Made some good progress on this one this evening.

The original issue this ITS is about is that gnutls_handshake() can, in some versions of GnuTLS, return GNUTLS_E_AGAIN even when the socket is blocking. Specifically, this happens in the case I described with a large CA list sent by the server.

For slapd, the patch I committed is unfortunately completely wrong. It has been using non-blocking sockets forever, EAGAIN is expected and handled robustly -- or it was, until I introduced the busy-loop.

For clients I'm still working on figuring out the right path forward. There is some EAGAIN handling conditional on LDAP_USE_NON_BLOCKING_TLS which itself is behind LDAP_DEVEL. However this code is meant for non-blocking sockets, and in my case it ends up stuck in poll() waiting for a notification that never arrives.
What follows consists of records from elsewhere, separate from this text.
//! Deadline queue for replicated nodes nobody is observing any more.

use crate::types::IndexNode;
use std::collections::{BTreeMap, HashMap};
use tokio::time::Instant;

/// Nodes ordered by the time they become eligible for coarsening.
///
/// A node appears at most once. Re-inserting a node that is already
/// waiting keeps its original deadline.
#[derive(Debug, Default)]
pub struct UnobservedTimeouts {
    by_deadline: BTreeMap<(Instant, u64), IndexNode>,
    by_node: HashMap<IndexNode, (Instant, u64)>,
    next_seq: u64,
}

impl UnobservedTimeouts {
    pub fn new() -> Self {
        Self::default()
    }

    /// Returns `false` if the node was already waiting.
    pub fn insert(&mut self, node: IndexNode, expires: Instant) -> bool {
        if self.by_node.contains_key(&node) {
            return false;
        }
        let key = (expires, self.next_seq);
        self.next_seq += 1;
        self.by_deadline.insert(key, node);
        self.by_node.insert(node, key);
        true
    }

    pub fn cancel(&mut self, node: &IndexNode) -> bool {
        match self.by_node.remove(node) {
            Some(key) => {
                self.by_deadline.remove(&key);
                true
            }
            None => false,
        }
    }

    pub fn contains(&self, node: &IndexNode) -> bool {
        self.by_node.contains_key(node)
    }

    pub fn next_expiry(&self) -> Option<Instant> {
        self.by_deadline.keys().next().map(|(expires, _)| *expires)
    }

    /// Removes and returns every node whose deadline is at or before `now`,
    /// earliest first.
    pub fn pop_expired(&mut self, now: Instant) -> Vec<IndexNode> {
        let mut expired = Vec::new();
        while let Some(entry) = self.by_deadline.first_entry() {
            if entry.key().0 > now {
                break;
            }
            let node = entry.remove();
            self.by_node.remove(&node);
            expired.push(node);
        }
        expired
    }

    pub fn len(&self) -> usize {
        self.by_node.len()
    }

    pub fn is_empty(&self) -> bool {
        self.by_node.is_empty()
    }
}

#[cfg(test)]
mod tests {
    use super::*;
    use crate::types::{EntityId, TreeId};
    use std::time::Duration;

    fn node(tree: u32) -> IndexNode {
        IndexNode {
            tree: TreeId(tree),
            node: EntityId::new(),
        }
    }

    #[test]
    fn test_pop_expired_in_deadline_order() {
        let mut timeouts = UnobservedTimeouts::new();
        let start = Instant::now();
        let (a, b, c) = (node(1), node(1), node(2));
        timeouts.insert(b, start + Duration::from_secs(2));
        timeouts.insert(a, start + Duration::from_secs(1));
        timeouts.insert(c, start + Duration::from_secs(5));

        assert_eq!(timeouts.next_expiry(), Some(start + Duration::from_secs(1)));
        assert_eq!(timeouts.pop_expired(start + Duration::from_secs(2)), vec![a, b]);
        assert_eq!(timeouts.len(), 1);
        assert!(timeouts.pop_expired(start + Duration::from_secs(3)).is_empty());
    }

    #[test]
    fn test_reinsert_keeps_deadline_and_cancel_removes() {
        let mut timeouts = UnobservedTimeouts::new();
        let start = Instant::now();
        let a = node(1);
        assert!(timeouts.insert(a, start + Duration::from_secs(1)));
        assert!(!timeouts.insert(a, start + Duration::from_secs(9)));
        assert_eq!(timeouts.next_expiry(), Some(start + Duration::from_secs(1)));

        assert!(timeouts.cancel(&a));
        assert!(!timeouts.cancel(&a));
        assert!(timeouts.is_empty());
        assert_eq!(timeouts.next_expiry(), None);
    }
}
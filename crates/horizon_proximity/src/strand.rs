//! Serial execution context.
//!
//! A [`Strand`] runs posted closures one at a time, in posting order, on a
//! dedicated tokio task. Components that must never run their callbacks
//! concurrently with themselves (replicated object caches and their
//! listeners) post to a strand instead of taking a lock.

use tokio::sync::{mpsc, oneshot};
use tracing::{debug, warn};

type Job = Box<dyn FnOnce() + Send + 'static>;

enum StrandMessage {
    Run(Job),
    Flush(oneshot::Sender<()>),
}

/// Handle to a serial execution context. Cloning shares the same context.
#[derive(Debug, Clone)]
pub struct Strand {
    name: &'static str,
    sender: mpsc::UnboundedSender<StrandMessage>,
}

impl Strand {
    /// Creates a strand and spawns its consumer task.
    ///
    /// Must be called from within a tokio runtime. The task exits once every
    /// handle has been dropped and the queue is drained.
    pub fn new(name: &'static str) -> Self {
        let (sender, mut receiver) = mpsc::unbounded_channel::<StrandMessage>();

        tokio::spawn(async move {
            while let Some(message) = receiver.recv().await {
                match message {
                    StrandMessage::Run(job) => job(),
                    StrandMessage::Flush(done) => {
                        let _ = done.send(());
                    }
                }
            }
            debug!("🧵 Strand '{}' stopped", name);
        });

        Self { name, sender }
    }

    /// Queues `job` behind everything already posted.
    pub fn post<F>(&self, job: F)
    where
        F: FnOnce() + Send + 'static,
    {
        if self.sender.send(StrandMessage::Run(Box::new(job))).is_err() {
            warn!("Strand '{}' is gone, dropping posted job", self.name);
        }
    }

    /// Resolves once every job posted before this call has run.
    pub async fn flush(&self) {
        let (done, wait) = oneshot::channel();
        if self.sender.send(StrandMessage::Flush(done)).is_err() {
            return;
        }
        let _ = wait.await;
    }

    pub fn name(&self) -> &'static str {
        self.name
    }
}

#[cfg(test)]
mod tests {
    use super::*;
    use std::sync::{Arc, Mutex};

    #[tokio::test]
    async fn test_jobs_run_in_posting_order() {
        let strand = Strand::new("test");
        let seen = Arc::new(Mutex::new(Vec::new()));

        for i in 0..50 {
            let seen = seen.clone();
            strand.post(move || seen.lock().unwrap().push(i));
        }
        strand.flush().await;

        let seen = seen.lock().unwrap();
        assert_eq!(*seen, (0..50).collect::<Vec<_>>());
    }

    #[tokio::test]
    async fn test_job_may_post_more_work() {
        let strand = Strand::new("nested");
        let seen = Arc::new(Mutex::new(Vec::new()));

        let inner = strand.clone();
        let log = seen.clone();
        strand.post(move || {
            log.lock().unwrap().push("outer");
            let log = log.clone();
            inner.post(move || log.lock().unwrap().push("inner"));
        });
        strand.flush().await;
        strand.flush().await;

        assert_eq!(*seen.lock().unwrap(), vec!["outer", "inner"]);
    }
}
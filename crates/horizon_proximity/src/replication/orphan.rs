//! Holding area for location updates that arrive before (or after) the
//! object they describe is present in a replicated tree.
//!
//! Updates and structural changes travel on separate streams, so an update
//! for an object can overtake its addition, or trail its temporary removal.
//! Such updates are kept for a bounded time and replayed, oldest first, when
//! the object is added again.

use super::cache::ReplicatedObjectCache;
use super::update::LocUpdate;
use crate::types::EntityId;
use std::collections::HashMap;
use std::time::Duration;
use tokio::time::Instant;

#[derive(Debug)]
pub struct OrphanUpdateBuffer {
    timeout: Duration,
    updates: HashMap<EntityId, Vec<(Instant, LocUpdate)>>,
}

impl OrphanUpdateBuffer {
    pub fn new(timeout: Duration) -> Self {
        Self {
            timeout,
            updates: HashMap::new(),
        }
    }

    pub fn add_orphan_update(&mut self, update: LocUpdate, now: Instant) {
        self.updates.entry(update.object).or_default().push((now, update));
    }

    /// Snapshots what `cache` holds for `id` so it survives the object's
    /// removal. Returns `false` if the cache has no record for it.
    pub fn add_update_from_existing(
        &mut self,
        cache: &ReplicatedObjectCache,
        id: EntityId,
        now: Instant,
    ) -> bool {
        match LocUpdate::from_cache(cache, id) {
            Some(update) => {
                self.add_orphan_update(update, now);
                true
            }
            None => false,
        }
    }

    /// Removes and returns every update held for `id`, in arrival order.
    pub fn take_orphan_updates(&mut self, id: EntityId) -> Vec<LocUpdate> {
        self.updates
            .remove(&id)
            .map(|entries| entries.into_iter().map(|(_, update)| update).collect())
            .unwrap_or_default()
    }

    /// Drops updates older than the timeout. Returns how many were dropped.
    pub fn expire(&mut self, now: Instant) -> usize {
        let timeout = self.timeout;
        let mut dropped = 0;
        self.updates.retain(|_, entries| {
            let before = entries.len();
            entries.retain(|(received, _)| now.saturating_duration_since(*received) < timeout);
            dropped += before - entries.len();
            !entries.is_empty()
        });
        dropped
    }

    pub fn is_empty(&self) -> bool {
        self.updates.is_empty()
    }

    /// Number of objects with held updates.
    pub fn len(&self) -> usize {
        self.updates.len()
    }
}
#[cfg(test)]
mod tests {
    use super::*;
    use crate::tests::mocks::MockWorld;
    use crate::types::Vec3;

    fn state(world: &MockWorld, max: usize) -> ProximityState {
        let config = ProximityConfig {
            max_results_per_message: max,
            ..Default::default()
        };
        ProximityState::new(config, &world.context())
    }

    fn add_entity(state: &mut ProximityState, position: Vec3, replica: bool) -> EntityId {
        let id = EntityId::new();
        state.apply_location_change(&LocationChange::Added {
            id,
            location: TimedMotionVector::stationary(0, position),
            bounds: BoundingSphere::centered(1.0),
            replica,
        });
        id
    }

    fn origin() -> TimedMotionVector {
        TimedMotionVector::stationary(0, Vec3::zero())
    }

    fn watch(state: &mut ProximityState, viewer: EntityId, angle: SolidAngle) {
        state.update_object_query(viewer, origin(), BoundingSphere::centered(1.0), Some(angle));
    }

    #[test]
    fn test_batch_size_bound() {
        let world = MockWorld::new(&[2]);
        let mut state = state(&world, 4);
        for i in 0..10 {
            add_entity(&mut state, Vec3::new(i as f64 * 3.0, 0.0, 0.0), false);
        }
        let viewer = EntityId::new();
        watch(&mut state, viewer, SolidAngle::MIN);

        state.tick_indexes(0);
        state.generate_object_events(0);
        state.deliver_results();

        let results = world.streams.take_results();
        assert_eq!(results.len(), 3);
        assert!(results.iter().all(|(dest, r)| *dest == viewer && r.additions.len() <= 4));
        assert_eq!(results.iter().map(|(_, r)| r.additions.len()).sum::<usize>(), 10);
        let subscribes = state
            .take_location_ops()
            .into_iter()
            .filter(|op| matches!(op, LocationServiceOp::Subscribe { .. }))
            .count();
        assert_eq!(subscribes, 10);
    }

    #[test]
    fn test_added_for_evicted_subject_is_skipped() {
        let world = MockWorld::new(&[2]);
        let mut state = state(&world, 10);
        let subject = add_entity(&mut state, Vec3::new(5.0, 0.0, 0.0), true);
        let viewer = EntityId::new();
        watch(&mut state, viewer, SolidAngle::MIN);

        state.tick_indexes(0);
        state.apply_location_change(&LocationChange::Removed { id: subject, replica: true });
        state.generate_object_events(0);
        state.deliver_results();

        assert!(world.streams.take_results().is_empty());
        assert_eq!(state.stats().skipped_events, 1);

        // The index forgot the subject, so no removal follows for a
        // subscriber that never saw the addition.
        state.tick_indexes(1);
        state.generate_object_events(1);
        state.deliver_results();
        assert!(world.streams.take_results().is_empty());
    }

    #[test]
    fn test_evicted_subject_returning_before_next_tick_is_announced() {
        let world = MockWorld::new(&[2]);
        let mut state = state(&world, 10);
        let subject = add_entity(&mut state, Vec3::new(5.0, 0.0, 0.0), true);
        let viewer = EntityId::new();
        watch(&mut state, viewer, SolidAngle::MIN);

        state.tick_indexes(0);
        state.apply_location_change(&LocationChange::Removed { id: subject, replica: true });
        state.generate_object_events(0);
        assert_eq!(state.stats().skipped_events, 1);

        // Back in the cache before the index looks again.
        state.apply_location_change(&LocationChange::Added {
            id: subject,
            location: TimedMotionVector::stationary(0, Vec3::new(5.0, 0.0, 0.0)),
            bounds: BoundingSphere::centered(1.0),
            replica: true,
        });
        for now in 1..=4 {
            state.tick_indexes(now);
            state.generate_object_events(now);
            state.deliver_results();
        }

        let results = world.streams.take_results();
        assert_eq!(results.len(), 1);
        let (dest, result) = &results[0];
        assert_eq!(*dest, viewer);
        assert_eq!(result.additions.len(), 1);
        assert_eq!(result.additions[0].object, subject);
        assert!(result.removals.is_empty());
        assert!(state.object_query(viewer).unwrap().is_present(subject));
    }

    #[test]
    fn test_server_queries_use_local_entities_only() {
        let world = MockWorld::new(&[2]);
        let mut state = state(&world, 10);
        let owned = add_entity(&mut state, Vec3::new(5.0, 0.0, 0.0), false);
        add_entity(&mut state, Vec3::new(6.0, 0.0, 0.0), true);

        let region = BoundingSphere::centered(50.0);
        state.update_server_query(ServerId(2), origin(), region, SolidAngle::new(0.01));
        state.tick_indexes(0);
        state.generate_server_events(0);
        state.deliver_results();

        let sent = world.router.take_containers();
        assert_eq!(sent.len(), 1);
        let (dest, container) = &sent[0];
        assert_eq!(*dest, ServerId(2));
        let result = container.result.as_ref().unwrap();
        assert_eq!(result.additions.len(), 1);
        assert_eq!(result.additions[0].object, owned);
    }

    #[test]
    fn test_refused_results_are_retained_in_order() {
        let world = MockWorld::new(&[2]);
        let mut state = state(&world, 1);
        let a = add_entity(&mut state, Vec3::new(5.0, 0.0, 0.0), false);
        let b = add_entity(&mut state, Vec3::new(7.0, 0.0, 0.0), false);
        let viewer = EntityId::new();
        watch(&mut state, viewer, SolidAngle::MIN);
        state.tick_indexes(0);
        state.generate_object_events(0);

        world.streams.set_refuse(true);
        state.deliver_results();
        assert_eq!(state.stats().queued_object_results, 2);

        world.streams.set_refuse(false);
        state.deliver_results();
        let delivered: BTreeSet<_> = world
            .streams
            .take_results()
            .into_iter()
            .map(|(_, r)| r.additions[0].object)
            .collect();
        assert_eq!(delivered, [a, b].into_iter().collect());
        assert_eq!(state.stats().object_results_sent, 2);
    }

    #[test]
    fn test_query_push_retries_refused_servers() {
        let world = MockWorld::new(&[2, 3]);
        let mut state = state(&world, 10);
        watch(&mut state, EntityId::new(), SolidAngle::new(0.2));
        assert_eq!(state.servers_needing_update().count(), 2);

        world.router.set_refuse(true);
        state.push_server_queries(10);
        assert_eq!(state.servers_needing_update().count(), 2);

        world.router.set_refuse(false);
        state.push_server_queries(20);
        assert_eq!(state.servers_needing_update().count(), 0);

        let sent = world.router.take_containers();
        assert_eq!(sent.len(), 2);
        let query = sent[0].1.query.as_ref().unwrap();
        assert_eq!(query.action, QueryAction::AddOrUpdate);
        assert_eq!(query.min_angle, Some(SolidAngle::new(0.2)));
        assert_eq!(query.location.unwrap().position, Vec3::new(50.0, 50.0, 50.0));
    }

    #[test]
    fn test_inbound_server_messages() {
        let world = MockWorld::new(&[2]);
        let mut state = state(&world, 10);

        let query = ServerQueryMessage::add_or_update(
            origin(),
            BoundingSphere::centered(10.0),
            SolidAngle::new(0.1),
        );
        let payload = protocol::encode(&ProxContainer::query(query)).unwrap();
        state.handle_server_message(ServerId(2), &payload).unwrap();
        assert_eq!(state.stats().server_queries, 1);

        let mut results = ProximityResults::new(42);
        let remote = EntityId::new();
        results.additions.push(ProximityAddition {
            object: remote,
            location: origin(),
            bounds: BoundingSphere::centered(1.0),
        });
        let payload = protocol::encode(&ProxContainer::result(results)).unwrap();
        state.handle_server_message(ServerId(2), &payload).unwrap();
        assert!(matches!(
            state.take_location_ops().as_slice(),
            [LocationServiceOp::AddReplica { t: 42, id, .. }] if *id == remote
        ));

        assert!(state.handle_server_message(ServerId(2), b"{oops").is_err());
        let remove = protocol::encode(&ProxContainer::query(ServerQueryMessage::remove())).unwrap();
        state.handle_server_message(ServerId(2), &remove).unwrap();
        let stats = state.stats();
        assert_eq!(stats.server_queries, 0);
        assert_eq!(stats.malformed_messages, 1);
        assert_eq!(
            state.take_location_ops(),
            vec![LocationServiceOp::UnsubscribeAll { subscriber: Subscriber::Server(ServerId(2)) }]
        );
    }

    #[test]
    fn test_local_motion_refreshes_object_query() {
        let world = MockWorld::new(&[2]);
        let mut state = state(&world, 10);
        let mover = add_entity(&mut state, Vec3::zero(), false);
        watch(&mut state, mover, SolidAngle::new(0.1));

        let moved = TimedMotionVector::stationary(5, Vec3::new(40.0, 0.0, 0.0));
        state.apply_location_change(&LocationChange::LocationUpdated {
            id: mover,
            location: moved,
            replica: false,
        });
        let query = state.object_query(mover).unwrap();
        assert_eq!(query.location, moved);
        assert_eq!(query.angle, SolidAngle::new(0.1));

        state.apply_location_change(&LocationChange::Removed { id: mover, replica: false });
        assert!(!state.has_object_query(mover));
    }

    #[test]
    fn test_migration_data_removes_query() {
        let world = MockWorld::new(&[2]);
        let mut state = state(&world, 10);
        let id = EntityId::new();
        watch(&mut state, id, SolidAngle::new(0.3));

        let data = state.take_migration_data(id).unwrap();
        assert_eq!(data.min_angle, SolidAngle::new(0.3));
        assert!(!state.has_object_query(id));
        assert!(state.take_migration_data(id).is_none());
    }
}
In 2.4, ret == 1 simply falls into the success case and proceeds to send data without completing the handshake first.

It's possible that what I actually want here is a (ret > 0) case in ldap_int_tls_start for when LDAP_USE_NON_BLOCKING_TLS is absent and ldap_int_tls_connect returns 1. (I'd also need to adapt the non-blocking path to be able to handle a blocking socket as well.)

But it's also possible that gnutls_handshake() returning GNUTLS_E_AGAIN with a blocking socket is simply a GnuTLS bug that was introduced at some point. I still need to determine exactly when and why its behaviour changed. (It is still happening with 3.5.19.)

In any case, my patch has to be reverted, as its impact (making slapd busy-loop) is obviously worse than the status quo (misbehaving clients in a specific case). I have pushed that revert now and will continue digging as time permits.